=== Work to complete ===
Beginning at the line containing "change through it.", output every line to the end of the data below exactly as it appears.
╭─ Available data
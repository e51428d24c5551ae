//! Owned sample container.
//!
//! A [`SampleBuffer`] is one channel of audio: a fixed-length run of `f32`
//! samples (nominally in \[-1, 1\]) together with the rate they were recorded
//! at. The length is set at construction; mutable access only ever hands out
//! a slice, so no transform can grow or shrink a buffer behind its owner's back.

use alloc::vec;
use alloc::vec::Vec;

use crate::math;

/// One channel of audio with its sample rate.
///
/// # Example
///
/// ```rust
/// use reparo_core::SampleBuffer;
///
/// let buffer = SampleBuffer::from_fn(4410, 44100.0, |i| if i == 0 { 1.0 } else { 0.0 });
/// assert_eq!(buffer.len(), 4410);
/// assert!((buffer.duration_secs() - 0.1).abs() < 1e-6);
/// assert_eq!(buffer.peak(), 1.0);
/// ```
#[derive(Debug, Clone, PartialEq)]
pub struct SampleBuffer {
    samples: Vec<f32>,
    sample_rate: f32,
}

impl SampleBuffer {
    /// Wrap existing samples.
    pub fn new(samples: Vec<f32>, sample_rate: f32) -> Self {
        Self {
            samples,
            sample_rate,
        }
    }

    /// A buffer of `len` zero samples.
    pub fn silence(len: usize, sample_rate: f32) -> Self {
        Self::new(vec![0.0; len], sample_rate)
    }

    /// Build a buffer by evaluating `f` at every sample index.
    pub fn from_fn(len: usize, sample_rate: f32, f: impl FnMut(usize) -> f32) -> Self {
        Self::new((0..len).map(f).collect(), sample_rate)
    }

    /// Number of samples.
    #[inline]
    pub fn len(&self) -> usize {
        self.samples.len()
    }

    /// `true` when the buffer holds no samples.
    #[inline]
    pub fn is_empty(&self) -> bool {
        self.samples.is_empty()
    }

    /// Sample rate in Hz.
    #[inline]
    pub fn sample_rate(&self) -> f32 {
        self.sample_rate
    }

    /// Read-only view of the samples.
    #[inline]
    pub fn samples(&self) -> &[f32] {
        &self.samples
    }

    /// Mutable view of the samples. The length cannot change through it.
    #[inline]
    pub fn samples_mut(&mut self) -> &mut [f32] {
        &mut self.samples
    }

    /// Give up the buffer and return the raw samples.
    pub fn into_samples(self) -> Vec<f32> {
        self.samples
    }

    /// Length in seconds.
    pub fn duration_secs(&self) -> f32 {
        if self.sample_rate > 0.0 {
            self.samples.len() as f32 / self.sample_rate
        } else {
            0.0
        }
    }

    /// Largest absolute sample value.
    pub fn peak(&self) -> f32 {
        math::peak(&self.samples)
    }

    /// New buffer at the same rate whose samples are `f(index, sample)`.
    ///
    /// This is the copy-not-mutate primitive most gain-style transforms are
    /// built on.
    pub fn map(&self, mut f: impl FnMut(usize, f32) -> f32) -> Self {
        Self::new(
            self.samples
                .iter()
                .enumerate()
                .map(|(i, &s)| f(i, s))
                .collect(),
            self.sample_rate,
        )
    }
}

impl AsRef<[f32]> for SampleBuffer {
    fn as_ref(&self) -> &[f32] {
        &self.samples
    }
}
╰─
=== Output of the exercise ===
    /// Mutable view of the samples. The length cannot change through it.
    #[inline]
    pub fn samples_mut(&mut self) -> &mut [f32] {
        &mut self.samples
    }

    /// Give up the buffer and return the raw samples.
    pub fn into_samples(self) -> Vec<f32> {
        self.samples
    }

    /// Length in seconds.
    pub fn duration_secs(&self) -> f32 {
        if self.sample_rate > 0.0 {
            self.samples.len() as f32 / self.sample_rate
        } else {
            0.0
        }
    }

    /// Largest absolute sample value.
    pub fn peak(&self) -> f32 {
        math::peak(&self.samples)
    }

    /// New buffer at the same rate whose samples are `f(index, sample)`.
    ///
    /// This is the copy-not-mutate primitive most gain-style transforms are
    /// built on.
    pub fn map(&self, mut f: impl FnMut(usize, f32) -> f32) -> Self {
        Self::new(
            self.samples
                .iter()
                .enumerate()
                .map(|(i, &s)| f(i, s))
                .collect(),
            self.sample_rate,
        )
    }
}

impl AsRef<[f32]> for SampleBuffer {
    fn as_ref(&self) -> &[f32] {
        &self.samples
    }
}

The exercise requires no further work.